Many factors are driving the shift to outpatient care:

  • Pressures to revolutionize the healthcare payment model: The pace at which healthcare costs are growing is unsustainable in the long term. Major players such as CMS and large commercial insurers are committed to shifting payment models from fee-for-service models to value-based models.

  • Technology advancements: Technology advancements such as telemedicine are creating the ability for patients to access care, especially in rural areas. Additional advancements in technology are allowing procedures that were once performed in hospitals to be performed in outpatient settings.

  • Rising cost of inpatient care: Traditional inpatient care in the hospital setting is very expensive, and health insurers and employers are looking for ways to reduce costs. Shifting care to outpatient settings can help to reduce costs, as outpatient care is typically less expensive than inpatient care.

  • Increasing prevalence of chronic conditions: Chronic diseases such as diabetes, heart disease, and cancer are increasingly common. These diseases can often be managed in outpatient settings, which is more convenient and affordable for patients.

  • Growing consumer preference for alternative delivery models: The increasing roles of retail clinics and home healthcare offer convenient options for patients who require care but don’t want to seek care at a doctor’s office, hospital, or nursing home.
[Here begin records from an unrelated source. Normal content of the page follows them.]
//! Wire types for the rental REST API.
//!
//! The backend is loose about scalar encodings: ids and prices arrive either
//! as JSON numbers or as strings, and list payloads may be `null`. The
//! deserializers here normalize those shapes so views never see them.

#[cfg(test)]
#[path = "types_test.rs"]
mod tests;

use std::fmt;

use serde::de::{self, Deserializer};
use serde::{Deserialize, Serialize};

// =============================================================================
// SCALAR NORMALIZATION
// =============================================================================

#[derive(Deserialize)]
#[serde(untagged)]
enum NumberOrString {
    Number(serde_json::Number),
    String(String),
}

fn de_id<'de, D: Deserializer<'de>>(deserializer: D) -> Result<String, D::Error> {
    match NumberOrString::deserialize(deserializer)? {
        NumberOrString::Number(n) => Ok(n.to_string()),
        NumberOrString::String(s) => Ok(s),
    }
}

fn de_amount<'de, D: Deserializer<'de>>(deserializer: D) -> Result<f64, D::Error> {
    match Option::<NumberOrString>::deserialize(deserializer)? {
        None => Ok(0.0),
        Some(NumberOrString::Number(n)) => n.as_f64().ok_or_else(|| de::Error::custom("amount out of range")),
        Some(NumberOrString::String(s)) if s.trim().is_empty() => Ok(0.0),
        Some(NumberOrString::String(s)) => s.trim().parse::<f64>().map_err(de::Error::custom),
    }
}

fn de_count<'de, D: Deserializer<'de>>(deserializer: D) -> Result<u64, D::Error> {
    match Option::<NumberOrString>::deserialize(deserializer)? {
        None => Ok(0),
        Some(NumberOrString::Number(n)) => n.as_u64().ok_or_else(|| de::Error::custom("count must be a non-negative integer")),
        Some(NumberOrString::String(s)) if s.trim().is_empty() => Ok(0),
        Some(NumberOrString::String(s)) => s.trim().parse::<u64>().map_err(de::Error::custom),
    }
}

// =============================================================================
// ENVELOPES
// =============================================================================

/// Every successful read is wrapped as `{ "data": ... }`.
#[derive(Debug, Deserialize)]
pub struct Envelope<T> {
    pub data: T,
}

// =============================================================================
// USERS
// =============================================================================

/// Coarse authorization tag attached to every account.
#[derive(Debug, Clone, Copy, Default, PartialEq, Eq, Hash, Serialize, Deserialize)]
#[serde(rename_all = "lowercase")]
pub enum Role {
    Admin,
    #[default]
    Customer,
}

impl Role {
    #[must_use]
    pub fn as_str(self) -> &'static str {
        match self {
            Self::Admin => "admin",
            Self::Customer => "customer",
        }
    }

    /// The role an admin toggle switches to.
    #[must_use]
    pub fn toggled(self) -> Self {
        match self {
            Self::Admin => Self::Customer,
            Self::Customer => Self::Admin,
        }
    }
}

impl fmt::Display for Role {
    fn fmt(&self, f: &mut fmt::Formatter<'_>) -> fmt::Result {
        f.write_str(self.as_str())
    }
}

/// The signed-in account as returned by `POST /auth/signin`.
#[derive(Debug, Clone, PartialEq, Eq, Serialize, Deserialize)]
pub struct User {
    #[serde(deserialize_with = "de_id")]
    pub id: String,
    pub name: String,
    pub email: String,
    pub role: Role,
}

/// An account row on the admin user table.
#[derive(Debug, Clone, PartialEq, Deserialize)]
pub struct ManagedUser {
    #[serde(deserialize_with = "de_id")]
    pub id: String,
    pub name: String,
    pub email: String,
    #[serde(default)]
    pub phone: Option<String>,
    pub role: Role,
    #[serde(default)]
    pub created_at: Option<String>,
}

// =============================================================================
// AUTH PAYLOADS
// =============================================================================

#[derive(Debug, Serialize)]
pub struct SignInRequest<'a> {
    pub email: &'a str,
    pub password: &'a str,
}

/// `data` of a successful sign-in.
#[derive(Debug, Clone, Deserialize)]
pub struct SignInData {
    pub token: String,
    pub user: User,
}

/// Account creation payload. The server issues no token for it.
#[derive(Debug, Clone, Default, PartialEq, Eq, Serialize)]
pub struct SignUpRequest {
    pub name: String,
    pub email: String,
    pub password: String,
    pub phone: String,
    pub address: String,
    pub role: Role,
}

#[derive(Debug, Serialize)]
pub struct RoleUpdate {
    pub role: Role,
}

// =============================================================================
// VEHICLES
// =============================================================================

pub const AVAILABLE: &str = "available";

#[derive(Debug, Clone, PartialEq, Serialize, Deserialize)]
pub struct Vehicle {
    #[serde(deserialize_with = "de_id")]
    pub id: String,
    pub vehicle_name: String,
    #[serde(rename = "type", default)]
    pub kind: String,
    #[serde(default)]
    pub registration_number: String,
    #[serde(deserialize_with = "de_amount")]
    pub daily_rent_price: f64,
    #[serde(default)]
    pub availability_status: String,
}

impl Vehicle {
    #[must_use]
    pub fn is_available(&self) -> bool {
        self.availability_status == AVAILABLE
    }
}

/// Admin create/update form. Values are kept as typed text, like the
/// inputs they come from, and sent to the server unchanged.
#[derive(Debug, Clone, PartialEq, Eq, Serialize)]
pub struct VehicleForm {
    pub vehicle_name: String,
    #[serde(rename = "type")]
    pub kind: String,
    pub registration_number: String,
    pub daily_rent_price: String,
    pub availability_status: String,
}

impl Default for VehicleForm {
    fn default() -> Self {
        Self {
            vehicle_name: String::new(),
            kind: "car".to_owned(),
            registration_number: String::new(),
            daily_rent_price: String::new(),
            availability_status: AVAILABLE.to_owned(),
        }
    }
}

impl From<&Vehicle> for VehicleForm {
    fn from(vehicle: &Vehicle) -> Self {
        Self {
            vehicle_name: vehicle.vehicle_name.clone(),
            kind: vehicle.kind.clone(),
            registration_number: vehicle.registration_number.clone(),
            daily_rent_price: vehicle.daily_rent_price.to_string(),
            availability_status: vehicle.availability_status.clone(),
        }
    }
}

impl VehicleForm {
    /// Returns the first problem that would make the server reject the form.
    #[must_use]
    pub fn validate(&self) -> Option<&'static str> {
        if self.vehicle_name.trim().is_empty() {
            return Some("Vehicle name is required.");
        }
        if self.registration_number.trim().is_empty() {
            return Some("Registration number is required.");
        }
        match self.daily_rent_price.trim().parse::<f64>() {
            Ok(price) if price.is_finite() && price >= 0.0 => None,
            _ => Some("Daily rent price must be a non-negative number."),
        }
    }
}

// =============================================================================
// BOOKINGS
// =============================================================================

#[derive(Debug, Clone, Copy, PartialEq, Eq, Serialize, Deserialize)]
#[serde(rename_all = "lowercase")]
pub enum BookingStatus {
    Active,
    Cancelled,
    Returned,
    #[serde(other)]
    Unknown,
}

impl BookingStatus {
    #[must_use]
    pub fn as_str(self) -> &'static str {
        match self {
            Self::Active => "active",
            Self::Cancelled => "cancelled",
            Self::Returned => "returned",
            Self::Unknown => "unknown",
        }
    }
}

impl fmt::Display for BookingStatus {
    fn fmt(&self, f: &mut fmt::Formatter<'_>) -> fmt::Result {
        f.write_str(self.as_str())
    }
}

#[derive(Debug, Clone, PartialEq, Eq, Deserialize)]
pub struct BookingCustomer {
    pub name: String,
    #[serde(default)]
    pub email: String,
}

#[derive(Debug, Clone, PartialEq, Eq, Deserialize)]
pub struct BookingVehicle {
    pub vehicle_name: String,
    #[serde(default)]
    pub registration_number: String,
}

#[derive(Debug, Clone, PartialEq, Deserialize)]
pub struct Booking {
    #[serde(deserialize_with = "de_id")]
    pub id: String,
    #[serde(default)]
    pub customer: Option<BookingCustomer>,
    #[serde(default)]
    pub vehicle: Option<BookingVehicle>,
    pub rent_start_date: String,
    pub rent_end_date: String,
    #[serde(deserialize_with = "de_amount")]
    pub total_price: f64,
    pub status: BookingStatus,
}

/// Payload for `POST /bookings`. Dates are RFC 3339.
#[derive(Debug, Clone, PartialEq, Eq, Serialize)]
pub struct NewBooking {
    pub customer_id: String,
    pub vehicle_id: String,
    pub rent_start_date: String,
    pub rent_end_date: String,
}

#[derive(Debug, Serialize)]
pub struct StatusUpdate {
    pub status: BookingStatus,
}

// =============================================================================
// DASHBOARD
// =============================================================================

#[derive(Debug, Clone, PartialEq, Eq, Deserialize)]
pub struct RecentActivity {
    #[serde(rename = "type")]
    pub kind: String,
    pub created_at: String,
    pub customer_name: String,
    pub vehicle_name: String,
}

#[derive(Debug, Clone, Default, PartialEq, Deserialize)]
pub struct DashboardStats {
    #[serde(default, deserialize_with = "de_count")]
    pub total_users: u64,
    #[serde(default, deserialize_with = "de_count")]
    pub active_vehicles: u64,
    #[serde(default, deserialize_with = "de_count")]
    pub total_bookings: u64,
    #[serde(default, deserialize_with = "de_amount")]
    pub total_revenue: f64,
    #[serde(default)]
    pub recent_activities: Option<Vec<RecentActivity>>,
}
Building a future-ready health system that accounts for the dramatic shifts in settings will require forethought and planning to ensure patient needs are met and systems can continue to provide best-in-class care. Health systems should consider employing protective strategies that future-proof their organization. Such strategies include:

  • Developing new care models: Health systems need to develop new care models designed to deliver high-quality care in outpatient settings. This may include developing new clinical pathways, using team-based care, or integrating care with social services.

  • Investing in outpatient infrastructure: Health systems need to invest in outpatient facilities and equipment to meet the growing demand for outpatient care. This may include building new outpatient clinics, expanding existing clinics, or investing in new technologies such as telehealth.

  • Realigning their workforce: Health systems need to realign their workforce to meet the changing needs. This may involve training existing staff on new care models, hiring new staff with the skills needed to provide outpatient care, or reducing the number of inpatient staff.

  • Partnering with other healthcare providers: Health systems need to partner with other providers, such as physician practices, urgent care clinics, and home health agencies, to provide coordinated care across the continuum. This will help to ensure that patients receive the right care at the right time in the right setting.

  • Using technology to support outpatient care: Health systems can use technology to support outpatient care in several ways. Telemedicine can be used to provide remote care to patients, electronic health records can coordinate care across different settings, and data analytics can identify patients who are at risk of complications.

The healthcare industry is undergoing a major transformation, but it is also an opportunity to create a system that best manages the care of local communities. By becoming agile and focusing on strategies that address shifting consumer needs, health systems will be well-positioned to succeed in the coming decades.